A variety of boats and vessels off of the New York Harbor evacuated people who were stranded in Lower Manhattan. Staten Island ferries traveled back and forth all day, evacuating more than 50,000 people.
“When it was safe to leave the bakery, everyone just left. I never saw any of those people again. I have no idea what happened to any of them. It’s one of the things I would love to know,” Madeline said.
As soon as the electricity came back, Madeline decided to reopen her bakery.
”I needed routine, I needed some normalcy,” she said. “I’d pick up my staff in the Bronx, we started to clean everything including the debris, and we started to make small amounts of stuff. There were stations to feed the first responders so we would make things for them."
Since the onset of the coronavirus pandemic, when restaurants and bars were officially barred from operating as usual on March 17, the bakery took a major hit. Madeline said she lost 50% in revenue and had let go of 50% of her staff.
While restaurants across New York City eagerly awaited the impending re-opening of indoor dining, only a few Downtown establishments remained. Madeline, a self-proclaimed dinosaur of the Tribeca neighborhood, wishes others could have kept their doors open.
Reminiscing on the ever-changing neighborhood and landscape of food over the last three decades since she first opened, Madeline admitted that any sudden tragedy the neighborhood has encountered in the post-9/11 period—Hurricane Sandy, the 2008 recession, to name a few—was unparalleled to what took place on Sept. 11, 2001.

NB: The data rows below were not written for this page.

//! Money as integer minor units with decimal boundaries.
//!
//! CRITICAL: Never use floating-point for money calculations.
//! Amounts are stored as `i64` minor units (paise, cents) and only
//! converted to `rust_decimal::Decimal` when parsing or formatting.

use rust_decimal::prelude::ToPrimitive;
use rust_decimal::{Decimal, RoundingStrategy};
use serde::{Deserialize, Serialize};
use thiserror::Error;

/// Errors arising from money construction or arithmetic.
#[derive(Debug, Error, PartialEq, Eq)]
pub enum MoneyError {
    /// The decimal amount carries more precision than the currency allows.
    #[error("amount {0} has more decimal places than {1} allows")]
    ExcessPrecision(Decimal, Currency),

    /// The amount does not fit in 64-bit minor units.
    #[error("amount out of range")]
    Overflow,

    /// Arithmetic mixed two different currencies.
    #[error("currency mismatch: expected {expected}, got {got}")]
    CurrencyMismatch {
        /// Currency of the left-hand operand.
        expected: Currency,
        /// Currency of the right-hand operand.
        got: Currency,
    },

    /// The amount string could not be parsed as a decimal.
    #[error("invalid amount: {0}")]
    InvalidAmount(String),
}

/// ISO 4217 currency codes supported by the platform.
#[derive(Debug, Clone, Copy, PartialEq, Eq, Hash, Serialize, Deserialize)]
#[serde(rename_all = "UPPERCASE")]
pub enum Currency {
    /// Indian Rupee (gateway native currency).
    Inr,
    /// US Dollar.
    Usd,
    /// Euro.
    Eur,
}

impl Currency {
    /// Number of decimal places in the major-unit representation.
    #[must_use]
    pub const fn exponent(self) -> u32 {
        match self {
            Self::Inr | Self::Usd | Self::Eur => 2,
        }
    }

    /// Minor units per major unit (100 for 2-decimal currencies).
    #[must_use]
    pub const fn minor_per_major(self) -> i64 {
        match self {
            Self::Inr | Self::Usd | Self::Eur => 100,
        }
    }
}

impl std::fmt::Display for Currency {
    fn fmt(&self, f: &mut std::fmt::Formatter<'_>) -> std::fmt::Result {
        match self {
            Self::Inr => write!(f, "INR"),
            Self::Usd => write!(f, "USD"),
            Self::Eur => write!(f, "EUR"),
        }
    }
}

impl std::str::FromStr for Currency {
    type Err = String;

    fn from_str(s: &str) -> Result<Self, Self::Err> {
        match s.to_uppercase().as_str() {
            "INR" => Ok(Self::Inr),
            "USD" => Ok(Self::Usd),
            "EUR" => Ok(Self::Eur),
            _ => Err(format!("Unknown currency: {s}")),
        }
    }
}

/// A monetary amount in integer minor units of a currency.
#[derive(Debug, Clone, Copy, PartialEq, Eq, Hash, Serialize, Deserialize)]
pub struct Money {
    minor: i64,
    currency: Currency,
}

impl Money {
    /// Creates a Money value directly from minor units.
    #[must_use]
    pub const fn from_minor(minor: i64, currency: Currency) -> Self {
        Self { minor, currency }
    }

    /// Creates a zero amount in the given currency.
    #[must_use]
    pub const fn zero(currency: Currency) -> Self {
        Self { minor: 0, currency }
    }

    /// Converts a major-unit decimal (e.g. `299.99`) into minor units.
    ///
    /// Rejects amounts with more precision than the currency carries;
    /// rounding at this boundary would silently lose money.
    pub fn from_decimal(amount: Decimal, currency: Currency) -> Result<Self, MoneyError> {
        let scaled = amount
            .checked_mul(Decimal::from(currency.minor_per_major()))
            .ok_or(MoneyError::Overflow)?;
        if !scaled.fract().is_zero() {
            return Err(MoneyError::ExcessPrecision(amount, currency));
        }
        let minor = scaled.to_i64().ok_or(MoneyError::Overflow)?;
        Ok(Self { minor, currency })
    }

    /// Parses a decimal string (e.g. `"299.99"`) into minor units.
    pub fn parse(s: &str, currency: Currency) -> Result<Self, MoneyError> {
        let amount: Decimal = s
            .trim()
            .parse()
            .map_err(|_| MoneyError::InvalidAmount(s.to_string()))?;
        Self::from_decimal(amount, currency)
    }

    /// Returns the amount in minor units.
    #[must_use]
    pub const fn minor(self) -> i64 {
        self.minor
    }

    /// Returns the currency.
    #[must_use]
    pub const fn currency(self) -> Currency {
        self.currency
    }

    /// Returns the amount as a major-unit decimal with the currency's scale.
    #[must_use]
    pub fn to_decimal(self) -> Decimal {
        Decimal::new(self.minor, self.currency.exponent())
    }

    /// Returns true if the amount is zero.
    #[must_use]
    pub const fn is_zero(self) -> bool {
        self.minor == 0
    }

    /// Returns true if the amount is negative.
    #[must_use]
    pub const fn is_negative(self) -> bool {
        self.minor < 0
    }

    /// Checked addition; both operands must share a currency.
    pub fn checked_add(self, other: Self) -> Result<Self, MoneyError> {
        self.ensure_same_currency(other)?;
        let minor = self
            .minor
            .checked_add(other.minor)
            .ok_or(MoneyError::Overflow)?;
        Ok(Self { minor, currency: self.currency })
    }

    /// Checked subtraction; both operands must share a currency.
    pub fn checked_sub(self, other: Self) -> Result<Self, MoneyError> {
        self.ensure_same_currency(other)?;
        let minor = self
            .minor
            .checked_sub(other.minor)
            .ok_or(MoneyError::Overflow)?;
        Ok(Self { minor, currency: self.currency })
    }

    /// Computes `percent`% of this amount, rounded half-up at the minor
    /// unit boundary.
    ///
    /// 29999 paise at 10% is 2999.9 paise and rounds up to 3000 (30.00).
    pub fn percent(self, percent: Decimal) -> Result<Self, MoneyError> {
        let raw = Decimal::from(self.minor)
            .checked_mul(percent)
            .and_then(|v| v.checked_div(Decimal::ONE_HUNDRED))
            .ok_or(MoneyError::Overflow)?;
        let minor = raw
            .round_dp_with_strategy(0, RoundingStrategy::MidpointAwayFromZero)
            .to_i64()
            .ok_or(MoneyError::Overflow)?;
        Ok(Self { minor, currency: self.currency })
    }

    fn ensure_same_currency(self, other: Self) -> Result<(), MoneyError> {
        if self.currency == other.currency {
            Ok(())
        } else {
            Err(MoneyError::CurrencyMismatch {
                expected: self.currency,
                got: other.currency,
            })
        }
    }
}

impl std::fmt::Display for Money {
    fn fmt(&self, f: &mut std::fmt::Formatter<'_>) -> std::fmt::Result {
        write!(f, "{} {}", self.to_decimal(), self.currency)
    }
}

#[cfg(test)]
mod tests {
    use super::*;
    use rust_decimal_macros::dec;

    #[test]
    fn test_from_decimal_exact() {
        let money = Money::from_decimal(dec!(299.99), Currency::Inr).unwrap();
        assert_eq!(money.minor(), 29999);
        assert_eq!(money.to_decimal(), dec!(299.99));
    }

    #[test]
    fn test_from_decimal_whole_amount() {
        let money = Money::from_decimal(dec!(100), Currency::Usd).unwrap();
        assert_eq!(money.minor(), 10000);
    }

    #[test]
    fn test_from_decimal_rejects_excess_precision() {
        let result = Money::from_decimal(dec!(10.999), Currency::Inr);
        assert!(matches!(result, Err(MoneyError::ExcessPrecision(_, _))));
    }

    #[test]
    fn test_parse_valid_and_invalid() {
        assert_eq!(
            Money::parse("299.99", Currency::Inr).unwrap().minor(),
            29999
        );
        assert!(matches!(
            Money::parse("not-a-number", Currency::Inr),
            Err(MoneyError::InvalidAmount(_))
        ));
    }

    #[rstest::rstest]
    // 29999 * 10% = 2999.9 -> 3000
    #[case(29999, dec!(10.00), 3000)]
    // 25 * 50% = 12.5 -> 13 (half-up, not banker's)
    #[case(25, dec!(50), 13)]
    #[case(35, dec!(50), 18)]
    #[case(100, dec!(2.5), 3)]
    #[case(10000, dec!(100), 10000)]
    fn test_percent_rounds_half_up(
        #[case] minor: i64,
        #[case] percent: Decimal,
        #[case] expected: i64,
    ) {
        let amount = Money::from_minor(minor, Currency::Inr);
        assert_eq!(amount.percent(percent).unwrap().minor(), expected);
    }

    #[test]
    fn test_percent_zero() {
        let amount = Money::from_minor(29999, Currency::Inr);
        assert!(amount.percent(Decimal::ZERO).unwrap().is_zero());
    }

    #[test]
    fn test_checked_sub_same_currency() {
        let a = Money::from_minor(29999, Currency::Inr);
        let b = Money::from_minor(3000, Currency::Inr);
        assert_eq!(a.checked_sub(b).unwrap().minor(), 26999);
    }

    #[test]
    fn test_checked_add_currency_mismatch() {
        let a = Money::from_minor(100, Currency::Inr);
        let b = Money::from_minor(100, Currency::Usd);
        assert!(matches!(
            a.checked_add(b),
            Err(MoneyError::CurrencyMismatch { .. })
        ));
    }

    #[test]
    fn test_display_keeps_scale() {
        let money = Money::from_minor(3000, Currency::Inr);
        assert_eq!(money.to_string(), "30.00 INR");
    }

    #[test]
    fn test_is_negative() {
        assert!(Money::from_minor(-1, Currency::Inr).is_negative());
        assert!(!Money::zero(Currency::Inr).is_negative());
    }
}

“The major change in Tribeca happened after 9/11,” she told Inside Edition Digital. In the '90s, Tribeca was glutted with artists, filmmakers and hippies, all of whom inhabited thrifty railroad-style lofts with a somewhat chastened appeal.
“It was a lot of artists, a lot of families, not too much business, less commercial, less intense than it is now. After Sept. 11, the demographics of the neighborhood certainly changed. Many longtime residents left and didn't come back. Because of that, real estate prices got very depressed. A new resident arrived post-9/11 and that trend continued to this day. But the same good schools and community spirit has remained the same.”
As she dealt with the COVID-19 pandemic, Madeline said she couldn't help but notice stark similarities to that fateful day.
“When your world gets turned upside down, you need normalcy and routine,” Madeline said. “I took a cue from my Sept. 11 playbook and knowing what I needed and knowing what I felt a lot of my neighbors needed. COVID has a lot more pernicious effect. It's still going on and we are still feeling the effects for a while.”
Asked what keeps her going every day, Madeline said, "Routine. Putting one foot in front of the other and just keep going. I know we are going to get out of this. I am going to hang in there and make sure my plan works."